While he felt how the metallic leaf was close to his neck in that Plaza Mayor of Valladolid, on June 2, 1453, in those seconds in which the executioner leaves the priest to finish a response, Don Alvaro remembered his childhood, his life with King John II, and the enemies who had managed to lead him to the terrible situation in which he found himself: the Marquis of Villena, the Marquis of Santillana, but above all Isabel of Portugal, second wife of the King… And the intrigues that during his life had led him to be a central figure of the Kingdom of Castile with tremendous power.
At the age of 63, he had lived an intense life, both as a knight and as a servant of the Crown. He remembered in this trance his family, and the commission he had left to his wife, Juana de Pimentel, to get the transfer and burial of his body in the Cathedral of Toledo, where one day he hoped to rest with his family.
The head rolled over the scaffold as Don Alvaro ceased to exist in this world.
Joan achieved her purpose, not without a few obstacles, but also money could do it all in a remarkably corrupt court. They recovered his body from the convent of San Francisco, and his faithful servant, Gonzalo Chacón, moved the remains to Toledo where he was received and buried in the chapel of Santiago, which Don Alvaro had financed. There he rested.

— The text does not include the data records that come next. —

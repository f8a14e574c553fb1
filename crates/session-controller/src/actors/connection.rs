//! `ConnectionActor` - drives one engine connection's negotiation.
//!
//! Each `ConnectionActor`:
//! - Owns the event channel of exactly one [`EngineConnection`]
//! - Translates engine events into signaling messages on the caller's stream
//! - For a restored (migrated) connection, suppresses the local answer and
//!   replays the buffered remote candidates once the first local candidate
//!   shows up
//! - Opens the publisher's readiness gate, or starts the keyframe request for
//!   a subscriber, when the connection becomes READY
//!
//! # Lifecycle
//!
//! 1. Spawned by the session controller right after the engine object is
//!    created; `initializing` is queued on the stream before the task runs
//! 2. Runs until the engine drops its event sender or the token is cancelled
//! 3. Publisher tokens are children of the controller's root token and parents
//!    of their subscribers' tokens

use crate::engine::{ConnectionState, EngineConnection, EngineEvent, FanOut};
use crate::keyframe::{spawn_keyframe_request, ReadinessGate};
use crate::observability;

use common::signaling::{SignalingContext, SignalingMessage, SignalingSink};
use common::types::{PublisherId, SubscriberId};
use std::sync::Arc;
use tokio::sync::{mpsc, watch};
use tokio::task::JoinHandle;
use tokio_util::sync::CancellationToken;
use tracing::{debug, instrument, warn};

/// What the connection is for.
pub(crate) enum ConnectionRole {
    Publisher {
        ready: ReadinessGate,
    },
    Subscriber {
        subscriber_id: SubscriberId,
        fan_out: Arc<dyn FanOut>,
        publisher_ready: watch::Receiver<bool>,
    },
}

impl ConnectionRole {
    const fn label(&self) -> &'static str {
        match self {
            ConnectionRole::Publisher { .. } => "publisher",
            ConnectionRole::Subscriber { .. } => "subscriber",
        }
    }
}

pub(crate) struct ConnectionActor {
    publisher_id: PublisherId,
    role: ConnectionRole,
    connection: Arc<dyn EngineConnection>,
    events: mpsc::UnboundedReceiver<EngineEvent>,
    sink: SignalingSink,
    /// Present only for connections rebuilt from a migration.
    restored: Option<SignalingContext>,
    cancel_token: CancellationToken,
    /// Set once the caller dropped its stream.
    sink_closed: bool,
    keyframe_requested: bool,
}

impl ConnectionActor {
    /// Start negotiation on `connection` and spawn its driver.
    ///
    /// With a `restored` context the remote SDP and SRTP material are applied
    /// before the task starts, so the engine never waits for a fresh offer.
    pub(crate) fn spawn(
        publisher_id: PublisherId,
        role: ConnectionRole,
        connection: Arc<dyn EngineConnection>,
        sink: SignalingSink,
        mut restored: Option<SignalingContext>,
        cancel_token: CancellationToken,
    ) -> JoinHandle<()> {
        let (events_tx, events) = mpsc::unbounded_channel();
        connection.init(events_tx);

        if let Some(context) = &mut restored {
            // Replay is per connection; a flag set on the previous worker does not carry over.
            context.candidates_replayed = false;

            if let Some(sdp) = &context.remote_sdp {
                connection.set_remote_sdp(sdp);
            }
            if let Some(session) = &context.srtp_session {
                connection.set_srtp_session(session);
            }
        }

        // Fresh channel with spare capacity; this cannot fail unless the
        // caller already dropped the stream.
        let _ = sink.try_send(SignalingMessage::Initializing);

        let actor = Self {
            publisher_id,
            role,
            connection,
            events,
            sink,
            restored,
            cancel_token,
            sink_closed: false,
            keyframe_requested: false,
        };

        tokio::spawn(actor.run())
    }

    #[instrument(
        skip_all,
        name = "sfu.session.connection",
        fields(publisher_id = %self.publisher_id, role = self.role.label())
    )]
    async fn run(mut self) {
        debug!(
            target: "sfu.session.connection",
            publisher_id = %self.publisher_id,
            role = self.role.label(),
            restored = self.restored.is_some(),
            "ConnectionActor started"
        );

        loop {
            tokio::select! {
                () = self.cancel_token.cancelled() => {
                    debug!(
                        target: "sfu.session.connection",
                        publisher_id = %self.publisher_id,
                        "ConnectionActor received cancellation signal"
                    );
                    break;
                }

                event = self.events.recv() => {
                    match event {
                        Some(event) => self.handle_event(event).await,
                        None => {
                            debug!(
                                target: "sfu.session.connection",
                                publisher_id = %self.publisher_id,
                                "Engine closed event channel, exiting"
                            );
                            break;
                        }
                    }
                }
            }
        }
    }

    async fn handle_event(&mut self, event: EngineEvent) {
        observability::record_connection_event(self.role.label(), event.as_str());

        match event {
            EngineEvent::State(ConnectionState::Initial) => {
                self.emit(SignalingMessage::Started).await;
            }

            EngineEvent::SdpReady(sdp) => {
                if self.restored.is_some() {
                    debug!(
                        target: "sfu.session.connection",
                        publisher_id = %self.publisher_id,
                        "Suppressing answer for restored connection"
                    );
                } else {
                    self.emit(SignalingMessage::Answer { sdp }).await;
                }
            }

            EngineEvent::Candidate(candidate) => {
                self.emit(SignalingMessage::Candidate { candidate }).await;
                self.replay_candidates();
            }

            EngineEvent::State(ConnectionState::Ready) => self.on_ready(),

            EngineEvent::State(ConnectionState::Failed) => {
                warn!(
                    target: "sfu.session.connection",
                    publisher_id = %self.publisher_id,
                    role = self.role.label(),
                    "Connection failed"
                );
            }

            EngineEvent::State(state @ (ConnectionState::Started | ConnectionState::Finished)) => {
                debug!(
                    target: "sfu.session.connection",
                    publisher_id = %self.publisher_id,
                    state = state.as_str(),
                    "Connection state changed"
                );
            }
        }
    }

    /// Apply buffered remote candidates to a restored connection, once.
    fn replay_candidates(&mut self) {
        let Some(context) = self.restored.as_mut() else {
            return;
        };
        if context.candidates_replayed {
            return;
        }

        for candidate in &context.pending_candidates {
            self.connection.add_remote_candidate(candidate);
        }
        context.candidates_replayed = true;

        debug!(
            target: "sfu.session.connection",
            publisher_id = %self.publisher_id,
            count = context.pending_candidates.len(),
            "Replayed buffered remote candidates"
        );
        observability::record_candidates_replayed(context.pending_candidates.len());
    }

    fn on_ready(&mut self) {
        match &self.role {
            ConnectionRole::Publisher { ready } => ready.mark_ready(),
            ConnectionRole::Subscriber {
                subscriber_id,
                fan_out,
                publisher_ready,
            } => {
                if self.keyframe_requested {
                    return;
                }
                self.keyframe_requested = true;
                spawn_keyframe_request(
                    self.publisher_id.clone(),
                    subscriber_id.clone(),
                    publisher_ready.clone(),
                    Arc::clone(fan_out),
                    self.cancel_token.clone(),
                );
            }
        }
    }

    async fn emit(&mut self, message: SignalingMessage) {
        if self.sink_closed {
            return;
        }
        if self.sink.send(message).await.is_err() {
            // Negotiation keeps going; only the caller stopped listening.
            debug!(
                target: "sfu.session.connection",
                publisher_id = %self.publisher_id,
                "Signaling stream dropped by caller"
            );
            self.sink_closed = true;
        }
    }
}
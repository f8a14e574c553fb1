//! Message types for the coordinator actor.

use crate::errors::RoomError;
use crate::events::EventListener;

use common::signaling::{InitStatus, SignalingContext, SignalingMessage, SignalingStream};
use common::types::{PublisherId, SubscriberId, WorkerId};
use serde::Serialize;
use tokio::sync::oneshot;

/// Media a subscriber wants from its publisher. Both default to on.
#[derive(Debug, Clone, Copy, PartialEq, Eq)]
pub struct SubscribeOptions {
    pub audio: bool,
    pub video: bool,
}

impl Default for SubscribeOptions {
    fn default() -> Self {
        Self {
            audio: true,
            video: true,
        }
    }
}

/// Messages sent to `Coordinator`.
pub enum CoordinatorMessage {
    AddPublisher {
        publisher_id: PublisherId,
        respond_to: oneshot::Sender<Result<Option<SignalingStream>, RoomError>>,
    },

    AddExternalInput {
        publisher_id: PublisherId,
        url: String,
        respond_to: oneshot::Sender<Result<Option<InitStatus>, RoomError>>,
    },

    AddExternalOutput {
        publisher_id: PublisherId,
        url: String,
        respond_to: oneshot::Sender<Result<(), RoomError>>,
    },

    RemoveExternalOutput {
        url: String,
        respond_to: oneshot::Sender<Result<(), RoomError>>,
    },

    AddSubscriber {
        subscriber_id: SubscriberId,
        publisher_id: PublisherId,
        options: SubscribeOptions,
        respond_to: oneshot::Sender<Result<Option<SignalingStream>, RoomError>>,
    },

    RemovePublisher {
        publisher_id: PublisherId,
    },

    RemoveSubscriber {
        subscriber_id: SubscriberId,
        publisher_id: PublisherId,
    },

    RemoveSubscriptions {
        subscriber_id: SubscriberId,
    },

    ProcessSignaling {
        stream_id: PublisherId,
        peer_id: Option<SubscriberId>,
        message: SignalingMessage,
    },

    MovePublisher {
        publisher_id: PublisherId,
        respond_to: oneshot::Sender<Result<Option<SignalingStream>, RoomError>>,
    },

    AddEventListener {
        listener: EventListener,
    },

    GetState {
        respond_to: oneshot::Sender<RoomState>,
    },
}

/// Snapshot of a room's registries.
#[derive(Debug, Clone, PartialEq, Eq, Serialize)]
#[serde(rename_all = "camelCase")]
pub struct RoomState {
    pub room_id: String,
    /// Sorted by publisher id.
    pub publishers: Vec<PublisherInfo>,
    /// `(url, publisher)` pairs, sorted by URL.
    pub external_outputs: Vec<(String, PublisherId)>,
    /// Workers with an open outbox, sorted.
    pub workers: Vec<WorkerId>,
    /// Workers whose outbox has fallen behind, sorted.
    pub backlogged_workers: Vec<WorkerId>,
    pub event_listeners: usize,
}

impl RoomState {
    #[must_use]
    pub fn publisher(&self, publisher_id: &PublisherId) -> Option<&PublisherInfo> {
        self.publishers.iter().find(|p| &p.publisher_id == publisher_id)
    }

    /// Worker currently hosting `publisher_id`, if any.
    #[must_use]
    pub fn worker_of(&self, publisher_id: &PublisherId) -> Option<&WorkerId> {
        self.publisher(publisher_id)
            .and_then(|p| p.worker_id.as_ref())
    }
}

#[derive(Debug, Clone, PartialEq, Eq, Serialize)]
#[serde(rename_all = "camelCase")]
pub struct PublisherInfo {
    pub publisher_id: PublisherId,
    /// `None` while the worker is being created or after it failed.
    pub worker_id: Option<WorkerId>,
    /// Worker creation is still in flight.
    pub pending: bool,
    pub migrating: bool,
    /// Sorted.
    pub subscribers: Vec<SubscriberId>,
    pub context: SignalingContext,
}
//! Recording stats collector.

use common::bus::{ConnectionStats, StatsCollector};
use common::error::BusError;
use std::sync::{Arc, Mutex};

/// Records every reported sample with the queue it was sent to.
#[derive(Clone, Default)]
pub struct RecordingStatsCollector {
    samples: Arc<Mutex<Vec<(String, ConnectionStats)>>>,
    fail: Arc<Mutex<bool>>,
}

impl RecordingStatsCollector {
    #[must_use]
    pub fn new() -> Self {
        Self::default()
    }

    /// Make every later `report` fail.
    pub fn fail_deliveries(&self) {
        *self.fail.lock().unwrap() = true;
    }

    #[must_use]
    pub fn samples(&self) -> Vec<(String, ConnectionStats)> {
        self.samples.lock().unwrap().clone()
    }

    #[must_use]
    pub fn as_collector(&self) -> Arc<dyn StatsCollector> {
        Arc::new(self.clone())
    }
}

#[async_trait::async_trait]
impl StatsCollector for RecordingStatsCollector {
    async fn report(&self, queue: &str, stats: ConnectionStats) -> Result<(), BusError> {
        if *self.fail.lock().unwrap() {
            return Err(BusError::Unreachable(queue.to_string()));
        }
        self.samples
            .lock()
            .unwrap()
            .push((queue.to_string(), stats));
        Ok(())
    }
}
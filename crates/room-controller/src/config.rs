//! Coordinator configuration.
//!
//! Loaded from environment variables; every field has a default.

use std::collections::HashMap;
use std::env;
use std::time::Duration;
use thiserror::Error;

/// Default keepalive interval in milliseconds.
pub const DEFAULT_KEEPALIVE_INTERVAL_MS: u64 = 5_000;

/// Default room id prefix.
pub const DEFAULT_ROOM_ID_PREFIX: &str = "room";

#[derive(Debug, Clone)]
pub struct Config {
    /// Identifier of this room (default: generated `room-<host>-<uuid8>`).
    pub room_id: String,

    /// How often every mapped publisher's worker is pinged.
    pub keepalive_interval: Duration,
}

#[derive(Debug, Error)]
pub enum ConfigError {
    #[error("Invalid configuration value: {0}")]
    InvalidValue(String),
}

impl Default for Config {
    fn default() -> Self {
        Self {
            room_id: generate_room_id(),
            keepalive_interval: Duration::from_millis(DEFAULT_KEEPALIVE_INTERVAL_MS),
        }
    }
}

impl Config {
    /// Load configuration from environment variables.
    pub fn from_env() -> Result<Self, ConfigError> {
        Self::from_vars(&env::vars().collect())
    }

    /// Load configuration from a `HashMap` (for testing).
    pub fn from_vars(vars: &HashMap<String, String>) -> Result<Self, ConfigError> {
        let room_id = vars
            .get("ROOM_ID")
            .cloned()
            .unwrap_or_else(generate_room_id);

        let keepalive_ms = match vars.get("ROOM_KEEPALIVE_INTERVAL_MS") {
            None => DEFAULT_KEEPALIVE_INTERVAL_MS,
            Some(raw) => raw.parse::<u64>().map_err(|e| {
                ConfigError::InvalidValue(format!(
                    "ROOM_KEEPALIVE_INTERVAL_MS must be a number of milliseconds: {e}"
                ))
            })?,
        };

        if keepalive_ms == 0 {
            return Err(ConfigError::InvalidValue(
                "ROOM_KEEPALIVE_INTERVAL_MS must be greater than zero".to_string(),
            ));
        }

        Ok(Config {
            room_id,
            keepalive_interval: Duration::from_millis(keepalive_ms),
        })
    }
}

fn generate_room_id() -> String {
    let hostname = std::env::var("HOSTNAME").unwrap_or_else(|_| "unknown".to_string());
    let uuid_suffix = uuid::Uuid::new_v4().to_string();
    let short_suffix = uuid_suffix.get(..8).unwrap_or("00000000");
    format!("{DEFAULT_ROOM_ID_PREFIX}-{hostname}-{short_suffix}")
}

#[cfg(test)]
#[allow(clippy::unwrap_used, clippy::expect_used)]
mod tests {
    use super::*;

    #[test]
    fn test_from_vars_defaults() {
        let config = Config::from_vars(&HashMap::new()).expect("Config should load successfully");

        assert!(config.room_id.starts_with("room-"));
        assert_eq!(config.keepalive_interval, Duration::from_secs(5));
    }

    #[test]
    fn test_from_vars_custom_values() {
        let vars = HashMap::from([
            ("ROOM_ID".to_string(), "lobby".to_string()),
            ("ROOM_KEEPALIVE_INTERVAL_MS".to_string(), "250".to_string()),
        ]);

        let config = Config::from_vars(&vars).unwrap();

        assert_eq!(config.room_id, "lobby");
        assert_eq!(config.keepalive_interval, Duration::from_millis(250));
    }

    #[test]
    fn test_zero_keepalive_rejected() {
        let vars = HashMap::from([("ROOM_KEEPALIVE_INTERVAL_MS".to_string(), "0".to_string())]);
        assert!(matches!(
            Config::from_vars(&vars),
            Err(ConfigError::InvalidValue(_))
        ));
    }

    #[test]
    fn test_unparseable_keepalive_rejected() {
        let vars = HashMap::from([("ROOM_KEEPALIVE_INTERVAL_MS".to_string(), "5s".to_string())]);
        assert!(matches!(
            Config::from_vars(&vars),
            Err(ConfigError::InvalidValue(_))
        ));
    }

    #[test]
    fn test_generated_room_ids_are_unique() {
        assert_ne!(generate_room_id(), generate_room_id());
    }
}
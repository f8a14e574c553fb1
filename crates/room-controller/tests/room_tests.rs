//! Coordinator driving real session controllers through `LocalCluster`.
//!
//! All workers share one `MockEngine`, so `engine.connection(n)` counts
//! connections across the whole room in creation order.

#![allow(clippy::unwrap_used, clippy::expect_used)]

use std::sync::{Arc, Mutex};
use std::time::Duration;

use common::signaling::{SignalingMessage, SignalingStream};
use common::types::{PublisherId, SubscriberId, WorkerId};
use room_controller::{Config, Coordinator, CoordinatorHandle, RoomError, RoomEvent, SubscribeOptions};
use session_controller::engine::{ConnectionState, EngineEvent};
use session_controller::LocalCluster;
use sfu_test_utils::*;

fn pid(id: &str) -> PublisherId {
    PublisherId::from(id)
}

fn sid(id: &str) -> SubscriberId {
    SubscriberId::from(id)
}

fn room(engine: &MockEngine, keepalive_interval: Duration) -> (CoordinatorHandle, Arc<LocalCluster>) {
    init_test_tracing();
    let cluster = Arc::new(LocalCluster::new(
        test_worker_config(),
        engine.as_engine(),
        None,
    ));
    let config = Config {
        room_id: "room-e2e".to_string(),
        keepalive_interval,
    };
    let (coordinator, _task) =
        Coordinator::spawn(config, cluster.clone(), cluster.clone());
    (coordinator, cluster)
}

async fn next(stream: &mut SignalingStream) -> SignalingMessage {
    tokio::time::timeout(Duration::from_secs(1), stream.recv())
        .await
        .expect("timed out waiting for signaling message")
        .expect("signaling stream closed")
}

async fn worker_of(coordinator: &CoordinatorHandle, publisher_id: &str) -> Option<WorkerId> {
    coordinator
        .get_state()
        .await
        .unwrap()
        .worker_of(&pid(publisher_id))
        .cloned()
}

#[tokio::test]
async fn test_new_publisher_negotiates_on_fresh_worker() {
    let engine = MockEngine::new();
    let (coordinator, cluster) = room(&engine, Duration::from_secs(3600));

    let mut stream = coordinator.add_publisher(pid("p1")).await.unwrap().unwrap();
    assert_eq!(next(&mut stream).await, SignalingMessage::Initializing);

    engine.connection(0).negotiate("answer-sdp", candidate(1));

    assert_eq!(next(&mut stream).await, SignalingMessage::Started);
    assert_eq!(
        next(&mut stream).await,
        SignalingMessage::Answer {
            sdp: "answer-sdp".to_string()
        }
    );
    assert_eq!(next(&mut stream).await, candidate_message(1));

    let worker_id = worker_of(&coordinator, "p1").await.unwrap();
    assert_eq!(cluster.running_workers().await, vec![worker_id]);
}

#[tokio::test]
async fn test_each_publisher_gets_its_own_worker() {
    let engine = MockEngine::new();
    let (coordinator, cluster) = room(&engine, Duration::from_secs(3600));

    coordinator.add_publisher(pid("p1")).await.unwrap().unwrap();
    coordinator.add_publisher(pid("p2")).await.unwrap().unwrap();

    let first = worker_of(&coordinator, "p1").await.unwrap();
    let second = worker_of(&coordinator, "p2").await.unwrap();
    assert_ne!(first, second);
    assert_eq!(cluster.running_workers().await.len(), 2);
}

#[tokio::test]
async fn test_subscriber_receives_keyframe_once_both_ready() {
    let engine = MockEngine::new();
    let (coordinator, _cluster) = room(&engine, Duration::from_secs(3600));

    coordinator.add_publisher(pid("p1")).await.unwrap().unwrap();
    let mut subscriber = coordinator
        .add_subscriber(sid("s1"), pid("p1"), SubscribeOptions::default())
        .await
        .unwrap()
        .unwrap();
    assert_eq!(next(&mut subscriber).await, SignalingMessage::Initializing);

    engine.connection(1).negotiate("sub-answer", candidate(2));
    assert_eq!(next(&mut subscriber).await, SignalingMessage::Started);
    assert_eq!(engine.fan_out("p1").fir_count(), 0);

    engine
        .connection(0)
        .emit(EngineEvent::State(ConnectionState::Ready));
    eventually(|| engine.fan_out("p1").fir_count() == 1).await;
    assert_eq!(engine.fan_out("p1").subscribers(), vec![sid("s1")]);
}

#[tokio::test]
async fn test_subscriber_signaling_reaches_subscriber_connection() {
    let engine = MockEngine::new();
    let (coordinator, _cluster) = room(&engine, Duration::from_secs(3600));

    coordinator.add_publisher(pid("p1")).await.unwrap().unwrap();
    // Issued back to back: the worker must know s1 before the candidate.
    let (added, sent) = tokio::join!(
        coordinator.add_subscriber(sid("s1"), pid("p1"), SubscribeOptions::default()),
        async {
            tokio::task::yield_now().await;
            coordinator
                .process_signaling(pid("p1"), Some(sid("s1")), candidate_message(5))
                .await
        }
    );
    assert!(added.unwrap().is_some());
    sent.unwrap();

    eventually(|| engine.connection(1).remote_candidates() == vec![candidate(5)]).await;
    assert!(engine.connection(0).remote_candidates().is_empty());
}

#[tokio::test]
async fn test_moved_publisher_replays_candidates_and_routes_to_new_worker() {
    let engine = MockEngine::new();
    let (coordinator, cluster) = room(&engine, Duration::from_secs(3600));

    let mut original = coordinator.add_publisher(pid("p1")).await.unwrap().unwrap();
    assert_eq!(next(&mut original).await, SignalingMessage::Initializing);
    let old_connection = engine.connection(0);
    old_connection.set_local_srtp(test_srtp_session());

    let sdp = test_sdp("client-offer");
    coordinator
        .process_signaling(pid("p1"), None, offer(&sdp))
        .await
        .unwrap();
    for n in [1, 2] {
        coordinator
            .process_signaling(pid("p1"), None, candidate_message(n))
            .await
            .unwrap();
    }
    eventually(|| old_connection.remote_candidates().len() == 2).await;
    let old_worker = worker_of(&coordinator, "p1").await.unwrap();

    let mut moved = coordinator.move_publisher(pid("p1")).await.unwrap().unwrap();
    assert_eq!(next(&mut moved).await, SignalingMessage::Initializing);

    let new_worker = worker_of(&coordinator, "p1").await.unwrap();
    assert_ne!(new_worker, old_worker);

    let new_connection = engine.connection(1);
    assert_eq!(new_connection.remote_sdps(), vec![sdp]);
    assert_eq!(new_connection.applied_srtp(), vec![test_srtp_session()]);
    assert!(new_connection.remote_candidates().is_empty());

    new_connection.emit(EngineEvent::State(ConnectionState::Initial));
    new_connection.emit(EngineEvent::SdpReady("restored-answer".to_string()));
    new_connection.emit(EngineEvent::Candidate(candidate(9)));

    assert_eq!(next(&mut moved).await, SignalingMessage::Started);
    assert_eq!(next(&mut moved).await, candidate_message(9));
    assert_eq!(
        new_connection.remote_candidates(),
        vec![candidate(1), candidate(2)]
    );

    new_connection.emit(EngineEvent::Candidate(candidate(10)));
    assert_eq!(next(&mut moved).await, candidate_message(10));

    coordinator
        .process_signaling(pid("p1"), Some(sid("late-peer")), candidate_message(3))
        .await
        .unwrap();
    eventually(|| new_connection.remote_candidates().len() == 3).await;
    assert_eq!(
        new_connection.remote_candidates(),
        vec![candidate(1), candidate(2), candidate(3)]
    );
    assert_eq!(old_connection.remote_candidates().len(), 2);

    // The old worker keeps running until its own publisher goes away.
    assert!(cluster.running_workers().await.contains(&old_worker));
}

#[tokio::test]
async fn test_external_output_attached_to_publisher_fan_out() {
    let engine = MockEngine::new();
    let (coordinator, _cluster) = room(&engine, Duration::from_secs(3600));
    coordinator.add_publisher(pid("p1")).await.unwrap().unwrap();

    coordinator
        .add_external_output(pid("p1"), "file:///rec/p1.mkv".to_string())
        .await
        .unwrap();
    eventually(|| engine.fan_out("p1").outputs() == vec!["file:///rec/p1.mkv".to_string()]).await;

    coordinator
        .remove_external_output("file:///rec/p1.mkv".to_string())
        .await
        .unwrap();
    eventually(|| engine.fan_out("p1").outputs().is_empty()).await;

    let again = coordinator
        .remove_external_output("file:///rec/p1.mkv".to_string())
        .await;
    assert!(matches!(again, Err(RoomError::NotRecorded)));
}

#[tokio::test]
async fn test_external_input_status_relayed() {
    let engine = MockEngine::new().with_input_init_code(-3);
    let (coordinator, _cluster) = room(&engine, Duration::from_secs(3600));

    let status = coordinator
        .add_external_input(pid("cam"), "rtsp://camera/1".to_string())
        .await
        .unwrap()
        .unwrap();

    assert!(!status.is_success());
    assert_eq!(status, common::signaling::InitStatus::Failed { code: -3 });
    assert!(worker_of(&coordinator, "cam").await.is_some());
}

#[tokio::test]
async fn test_removed_publisher_lets_worker_exit() {
    let engine = MockEngine::new();
    let (coordinator, cluster) = room(&engine, Duration::from_secs(3600));
    coordinator.add_publisher(pid("p1")).await.unwrap().unwrap();
    let worker_id = worker_of(&coordinator, "p1").await.unwrap();

    coordinator.remove_publisher(pid("p1")).await.unwrap();

    let handle = cluster.worker(&worker_id).await.unwrap();
    tokio::time::timeout(Duration::from_secs(1), handle.cancelled())
        .await
        .unwrap();
    assert!(cluster.running_workers().await.is_empty());
    assert!(coordinator.get_state().await.unwrap().publishers.is_empty());
}

#[tokio::test(start_paused = true)]
async fn test_dead_worker_unpublished_to_listeners_in_order() {
    let engine = MockEngine::new();
    let (coordinator, cluster) = room(&engine, Duration::from_secs(1));

    let seen = Arc::new(Mutex::new(Vec::new()));
    for name in ["first", "second"] {
        let seen = Arc::clone(&seen);
        coordinator
            .add_event_listener(move |event_type, event| {
                seen.lock()
                    .unwrap()
                    .push((name, event_type.to_string(), event.clone()));
            })
            .await
            .unwrap();
    }

    coordinator.add_publisher(pid("p1")).await.unwrap().unwrap();
    coordinator.add_publisher(pid("p2")).await.unwrap().unwrap();
    let dead = worker_of(&coordinator, "p1").await.unwrap();
    let alive = worker_of(&coordinator, "p2").await.unwrap();

    cluster.worker(&dead).await.unwrap().cancel();

    eventually(|| seen.lock().unwrap().len() == 2).await;
    let event = RoomEvent::Unpublish {
        worker_id: dead.clone(),
    };
    assert_eq!(
        *seen.lock().unwrap(),
        vec![
            ("first", "unpublish".to_string(), event.clone()),
            ("second", "unpublish".to_string(), event),
        ]
    );

    wait_until_deleted(&cluster, &dead).await;
    assert_eq!(cluster.running_workers().await, vec![alive.clone()]);

    let state = coordinator.get_state().await.unwrap();
    assert_eq!(state.worker_of(&pid("p1")), None);
    assert_eq!(state.worker_of(&pid("p2")), Some(&alive));

    // Further rounds leave the healthy worker alone.
    tokio::time::sleep(Duration::from_secs(3)).await;
    assert_eq!(seen.lock().unwrap().len(), 2);
}

/// Wait until the cluster forgot `worker_id`.
async fn wait_until_deleted(cluster: &LocalCluster, worker_id: &WorkerId) {
    for _ in 0..400 {
        if cluster.worker(worker_id).await.is_none() {
            break;
        }
        tokio::time::sleep(Duration::from_millis(5)).await;
    }
    assert!(
        cluster.worker(worker_id).await.is_none(),
        "worker {worker_id} was never deleted"
    );
}
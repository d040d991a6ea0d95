//! Error types
//!
//! Gameplay conditions (falling off screen, getting shot) are state
//! transitions, not errors. Only configuration and construction fail.

use thiserror::Error;

#[derive(Debug, Error)]
pub enum SimError {
    #[error("failed to parse tuning: {0}")]
    Json(#[from] serde_json::Error),

    #[error("invalid tuning: {0}")]
    InvalidTuning(String),

    #[error("degenerate polygon: {0}")]
    DegeneratePolygon(String),
}

pub type Result<T> = std::result::Result<T, SimError>;
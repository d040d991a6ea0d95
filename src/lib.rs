//! Sky Hopper - simulation core of a vertically scrolling platformer
//!
//! Core modules:
//! - `sim`: Deterministic simulation (geometry, bodies, collisions, platforms, villain)
//! - `tuning`: Data-driven game balance
//! - `error`: Configuration and construction errors

pub mod error;
pub mod sim;
pub mod tuning;

pub use error::SimError;
pub use tuning::Tuning;

/// Game configuration constants
pub mod consts {
    /// Nominal frame timestep used by the headless runner
    pub const SIM_DT: f64 = 1.0 / 60.0;

    /// Screen bounds (y-up, origin at bottom-left)
    pub const SCREEN_WIDTH: f64 = 500.0;
    pub const SCREEN_HEIGHT: f64 = 750.0;

    /// Player shape
    pub const PLAYER_OUTER_RADIUS: f64 = 20.0;
    pub const PLAYER_INNER_RADIUS: f64 = 20.0;
    pub const PLAYER_NUM_POINTS: usize = 20;

    /// Score marker is a tiny circle at the origin
    pub const MARKER_RADIUS: f64 = 1.0;
    pub const MARKER_NUM_POINTS: usize = 12;

    /// Villain and bullet shapes
    pub const VILLAIN_NUM_POINTS: usize = 20;
    pub const BULLET_NUM_POINTS: usize = 20;

    /// Nominal mass for every body (no rotational dynamics)
    pub const BODY_MASS: f64 = 1.0;
}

Don Álvaro, not content with building the most sumptuous chapel in Toledo Cathedral, had also left a curious commission: a bronze statue that thanks to a certain spring was able to be incorporated during the Consecration of the Eucharist and later return to its lying position, as a sign of the power attained in life (and death) by the Constable of Castile and Grand Master of the Order of Santiago.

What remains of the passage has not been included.